Hace 20 años cuando todavía vivía en México comencé un café literario con dos amigos de la universidad Óscar (alias el Chore) y Emilio (Mefistófeles). A él se fueron incorporando otros estudiantes universitarios que, al igual que nosotros, se sentían atraídos por el saber; pues no sólo hablábamos de literatura, sino que también tratábamos temas de filosofía, arte, psicología. Tuve que abandonar ese café cuando me vine a vivir a Madrid, pero seguía a la distancia sus pasos, pues sabía que seguían reuniéndose. A este café literario se fueron uniendo y desuniendo miembros. Aunque yo no los conocía, sabía que había dos nuevos pilares, además del Chore, indisociables del café: Alejandro Merino y Alejandro Montiel (alias el Castor).

De hecho, comenzamos entre los cuatro (igual había alguien más) un pequeño taller de escritura creativa en el que uno sugería una palabra y los demás teníamos que escribir un relato corto en torno al concepto escogido. Luego hacíamos una serie de críticas sobre los textos escritos. Todo lo hacíamos en ese entonces por correo electrónico. En mi caso la experiencia dio como resultado mi primer libro de relatos Un gran salto para Gorsky. Sin embargo, la distancia, las dificultades para entablar comunicación (no había zoom y el Skype era sólo para uso individual) y la disparidad horaria hicieron que me alejara de aquellos amigos. Con el tiempo ellos también dejaron de frecuentar el café literario.

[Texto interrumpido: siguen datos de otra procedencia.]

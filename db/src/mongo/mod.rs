#[cfg(test)]
mod tester;

use async_trait::async_trait;
use bson::{doc, Document};
use futures::TryStreamExt;
use mongodb::error::{ErrorKind as MongoErrorKind, WriteFailure};
use mongodb::options::ReplaceOptions;
use mongodb::{Client, Collection, Database};
use tracing::debug;

use abi::config::Config;
use abi::errors::{Error, Result};
use abi::model::{ID_FIELD, VERSION_FIELD};

use crate::store::{ensure_id, DocumentStore, Filter};

/// mongodb error code for a unique index violation
const DUPLICATE_KEY: i32 = 11000;

/// every entity type lives in its own collection of one database
#[derive(Debug, Clone)]
pub struct MongoStore {
    db: Database,
}

impl MongoStore {
    pub fn new(db: Database) -> Self {
        Self { db }
    }

    pub async fn from_config(config: &Config) -> Result<Self> {
        let db = Client::with_uri_str(config.store.mongodb.url())
            .await?
            .database(&config.store.mongodb.database);
        Ok(Self::new(db))
    }

    fn coll(&self, name: &str) -> Collection<Document> {
        self.db.collection(name)
    }
}

fn is_duplicate_key(err: &mongodb::error::Error) -> bool {
    matches!(
        *err.kind,
        MongoErrorKind::Write(WriteFailure::WriteError(ref e)) if e.code == DUPLICATE_KEY
    )
}

#[async_trait]
impl DocumentStore for MongoStore {
    async fn load(&self, collection: &str, id: &str) -> Result<Option<Document>> {
        Ok(self
            .coll(collection)
            .find_one(doc! {ID_FIELD: id}, None)
            .await?)
    }

    async fn save(&self, collection: &str, mut doc: Document) -> Result<Document> {
        let id = ensure_id(&mut doc)?;
        debug!("save {} into {}", id, collection);
        let option = ReplaceOptions::builder().upsert(true).build();
        self.coll(collection)
            .replace_one(doc! {ID_FIELD: id.as_str()}, &doc, option)
            .await?;
        Ok(doc)
    }

    async fn save_versioned(&self, collection: &str, mut doc: Document) -> Result<Document> {
        let id = ensure_id(&mut doc)?;
        let expected = doc.get_i64(VERSION_FIELD).unwrap_or_default();
        doc.insert(VERSION_FIELD, expected + 1);

        // records written by plain saves carry no version and count as version 0
        let filter = if expected == 0 {
            doc! {
                ID_FIELD: id.as_str(),
                "$or": [{VERSION_FIELD: 0_i64}, {VERSION_FIELD: {"$exists": false}}],
            }
        } else {
            doc! {ID_FIELD: id.as_str(), VERSION_FIELD: expected}
        };

        let coll = self.coll(collection);
        let result = coll.replace_one(filter, &doc, None).await?;
        if result.matched_count == 1 {
            return Ok(doc);
        }

        let exists = coll.find_one(doc! {ID_FIELD: id.as_str()}, None).await?.is_some();
        match (exists, expected) {
            (false, 0) => match coll.insert_one(&doc, None).await {
                Ok(_) => Ok(doc),
                // another writer created it between our check and insert
                Err(e) if is_duplicate_key(&e) => Err(Error::conflict(format!(
                    "{} {}: created concurrently",
                    collection, id
                ))),
                Err(e) => Err(e.into()),
            },
            (false, _) => Err(Error::not_found_with_details(format!(
                "{} {}",
                collection, id
            ))),
            (true, _) => Err(Error::conflict(format!(
                "{} {}: expected version {}",
                collection, id, expected
            ))),
        }
    }

    async fn query_by_field(&self, collection: &str, filter: Filter<'_>) -> Result<Vec<Document>> {
        let mut query = Document::new();
        for (field, value) in filter {
            query.insert(*field, value.clone());
        }

        let mut cursor = self.coll(collection).find(query, None).await?;
        let mut docs = Vec::new();
        while let Some(doc) = cursor.try_next().await? {
            docs.push(doc);
        }
        Ok(docs)
    }
}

El 15 de marzo nos vimos en la necesidad de confinarnos debido a la pandemia SARS-COV-2. Ha sido duro: incertidumbre, aislamiento, miedo, enfermedad y muerte. El mundo se detuvo por un tiempo y, aunque quiere volver a la normalidad, todavía no parece ser el mismo. Y pese a ello, yo he de confesar que gracias a este virus he podido vivir una de las mejores experiencias de los últimos años.

Dos semanas después del comienzo de la cuarentena, el sábado 4 de abril, reabrimos el café literario cuatros de los amigos que lo frecuentamos hace veinte años. El Chore y el Castor desde México, Merino desde Polonia y yo desde Madrid. Lo bautizamos: Café pandemia. Gracias a zoom hemos podido asistir a nuestra cita de los sábados por la noche para hacer lo que nos gusta: leer, hablar de literatura, filosofía, ciencia y actualidad (lo último ha dado para mucho en los últimos tiempos).

Se dice pronto, pero no hemos dejado de llevar a cabo este encuentro ni una sola semana del año. Son muchas las anécdotas que podría contar, pero sólo quería comentar que nunca me había sentido tan cerca de estos viejos amigos y eso que nos separan miles de kilómetros. ¡Ah! ¡Las risas! Gracias a ellos me he vuelto a reír a carcajadas; todos los sábados nos reímos indolentemente hasta de lo prohibido. Así son estos amigos, gente de la que se puede aprender mucho mientras te ríes. Eso es invaluable.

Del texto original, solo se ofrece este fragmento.